A estabilidade provisória no emprego passou a valer para gestantes com contratos temporários após decisão recente do Tribunal Superior do Trabalho, concluída em março de 2026.
O julgamento ocorreu no plenário da Corte, em Brasília, e mudou o entendimento sobre o tema após nova orientação do Supremo Tribunal Federal, com impacto direto nas relações de trabalho.
O que muda na estabilidade provisória no emprego
A decisão reconhece que trabalhadoras grávidas contratadas de forma temporária também têm direito à estabilidade.
Antes, o entendimento era diferente. Desde 2019, o TST não aplicava essa garantia a contratos por prazo determinado.
Agora, a Corte revisou esse posicionamento. A mudança segue o que foi definido pelo STF em 2023, no julgamento do Tema 542.
Segundo o Supremo, a proteção à gestante vale em qualquer tipo de contrato, seja ele fixo ou temporário.
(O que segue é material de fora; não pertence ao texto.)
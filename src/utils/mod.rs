//! Utility functions for credentials and tokens.
//!
//! - [`password`] - PBKDF2 password hashing and verification
//! - [`token`] - HS256 access token encoding and decoding

pub mod password;
pub mod token;
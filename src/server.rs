//! HTTP server initialization and runtime setup.

use crate::config::Config;
use crate::infrastructure::database;
use crate::routes::app_router;
use crate::state::AppState;
use crate::utils::token::TokenCodec;

use anyhow::{Context, Result};
use axum::ServiceExt;
use axum::extract::Request;
use std::net::SocketAddr;
use std::sync::Arc;
use tokio::net::TcpListener;
use tracing::info;

/// Runs the HTTP server with the given configuration.
///
/// Connects to PostgreSQL (retrying while the database unit starts), wires
/// the services and serves until SIGINT or SIGTERM.
///
/// Migrations are not applied here; they run as the separate
/// `admin migrate` step.
///
/// # Errors
///
/// Returns an error if:
/// - Database connection fails after all retries
/// - Server bind fails
/// - Server runtime error occurs
pub async fn run(config: Config) -> Result<()> {
    let pool = database::connect(&config.database_url, &config.db)
        .await
        .context("Failed to connect to database")?;

    let tokens = TokenCodec::new(&config.secret_key, config.jwt_ttl_minutes);
    let state = AppState::new(Arc::new(pool), tokens);

    let app = app_router(state);

    let listener = bind(&config.listen_addr()).await?;
    info!("Listening on http://{}", listener.local_addr()?);

    axum::serve(
        listener,
        ServiceExt::<Request>::into_make_service_with_connect_info::<SocketAddr>(app),
    )
    .with_graceful_shutdown(shutdown_signal())
    .await?;

    info!("Server stopped");
    Ok(())
}

/// Binds the listen address; `host` may be a hostname such as `localhost`.
async fn bind(addr: &str) -> Result<TcpListener> {
    TcpListener::bind(addr)
        .await
        .with_context(|| format!("Failed to bind {addr}"))
}

async fn shutdown_signal() {
    let ctrl_c = async {
        if let Err(e) = tokio::signal::ctrl_c().await {
            tracing::error!(error = %e, "Failed to listen for Ctrl+C");
        }
    };

    #[cfg(unix)]
    let terminate = async {
        match tokio::signal::unix::signal(tokio::signal::unix::SignalKind::terminate()) {
            Ok(mut signal) => {
                signal.recv().await;
            }
            Err(e) => {
                tracing::error!(error = %e, "Failed to listen for SIGTERM");
                std::future::pending::<()>().await;
            }
        }
    };

    #[cfg(not(unix))]
    let terminate = std::future::pending::<()>();

    tokio::select! {
        () = ctrl_c => {},
        () = terminate => {},
    }

    info!("Shutdown signal received");
}

#[cfg(test)]
mod tests {
    use super::*;

    #[tokio::test]
    async fn test_bind_accepts_hostname() {
        let listener = bind("localhost:0").await.unwrap();
        assert!(listener.local_addr().unwrap().ip().is_loopback());
    }

    #[tokio::test]
    async fn test_bind_accepts_ip() {
        let listener = bind("127.0.0.1:0").await.unwrap();
        assert_ne!(listener.local_addr().unwrap().port(), 0);
    }

    #[tokio::test]
    async fn test_bind_rejects_garbage() {
        assert!(bind("not a host:port").await.is_err());
    }
}
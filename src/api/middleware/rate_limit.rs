//! Rate limiting middleware using token bucket algorithm.

use governor::clock::QuantaInstant;
use governor::middleware::NoOpMiddleware;
use std::sync::Arc;
use tower_governor::{
    GovernorLayer, governor::GovernorConfigBuilder, key_extractor::PeerIpKeyExtractor,
};

/// Creates a rate limiter for the credential endpoints.
///
/// # Limits
///
/// - **Rate**: 1 request per second
/// - **Burst**: 10 requests
///
/// Requests exceeding the limit receive `429 Too Many Requests`. Limits are
/// keyed on the socket peer address, so the server must be started with
/// `into_make_service_with_connect_info::<SocketAddr>`.
pub fn auth_layer()
-> GovernorLayer<PeerIpKeyExtractor, NoOpMiddleware<QuantaInstant>, axum::body::Body> {
    let governor_conf = Arc::new(
        GovernorConfigBuilder::default()
            .per_second(1)
            .burst_size(10)
            .finish()
            .expect("rate limit period and burst are non-zero"),
    );

    GovernorLayer::new(governor_conf)
}
#![allow(dead_code)]

use axum_test::TestServer;
use chrono::Utc;
use sqlx::PgPool;
use std::sync::Arc;
use task_tracker::domain::entities::{NewTask, NewUser, Task, TaskStatus, User, UserRole};
use task_tracker::domain::repositories::{TaskRepository, UserRepository};
use task_tracker::infrastructure::persistence::{PgTaskRepository, PgUserRepository};
use task_tracker::routes::base_router;
use task_tracker::state::AppState;
use task_tracker::utils::password::hash_with_iterations;
use task_tracker::utils::token::TokenCodec;

pub const TEST_SECRET: &str = "test-signing-secret";
pub const TEST_PASSWORD: &str = "password123";

pub fn codec() -> TokenCodec {
    TokenCodec::new(TEST_SECRET, 15)
}

pub fn create_test_state(pool: PgPool) -> AppState {
    AppState::new(Arc::new(pool), codec())
}

pub fn make_server(pool: PgPool) -> TestServer {
    TestServer::new(base_router(create_test_state(pool))).unwrap()
}

pub async fn create_user(pool: &PgPool, username: &str, role: UserRole) -> User {
    let repo = PgUserRepository::new(Arc::new(pool.clone()));
    repo.create(NewUser {
        username: username.to_string(),
        email: format!("{}@example.com", username),
        password_hash: hash_with_iterations(TEST_PASSWORD, 1000).unwrap(),
        role,
    })
    .await
    .unwrap()
}

pub fn token_for(user: &User) -> String {
    codec().issue(user.id, &user.email, user.role, Utc::now())
}

pub async fn create_task(
    pool: &PgPool,
    title: &str,
    responsible_person_id: i64,
    executor_ids: Vec<i64>,
) -> Task {
    let repo = PgTaskRepository::new(Arc::new(pool.clone()));
    repo.create(NewTask {
        title: title.to_string(),
        description: None,
        priority: 1,
        status: TaskStatus::Todo,
        responsible_person_id,
        executor_ids,
    })
    .await
    .unwrap()
}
As informações também podem ser consultadas em site oficial.
Quanto tempo dura a estabilidade da gestante
Período garantido por lei
A estabilidade provisória no emprego começa na confirmação da gravidez. Ela segue até cinco meses após o parto. Durante esse período, a empresa não pode demitir a funcionária sem justa causa.
O que diz a Constituição
A regra está prevista no Ato das Disposições Constitucionais Transitórias (ADCT). O texto garante proteção à maternidade e ao bebê.
Por que o TST mudou o entendimento
A mudança ocorreu após o STF ampliar a interpretação da lei. O relator do caso no TST, ministro Breno Medeiros, afirmou que a decisão do Supremo tornou o entendimento antigo incompatível.
Segundo ele, a proteção à gestante tem base jurídica e social. Isso inclui a saúde da mãe e do bebê, além do interesse coletivo.
O julgamento foi decidido por maioria. Foram 14 votos favoráveis à nova interpretação.
Impacto para trabalhadoras e empresas
A decisão amplia a proteção às gestantes no mercado de trabalho. Ela também muda a forma como empresas devem lidar com contratos temporários. Ao mesmo tempo, exige atenção das empresas às novas regras.
A tendência é que a estabilidade provisória no emprego seja aplicada de forma mais ampla em todo o país.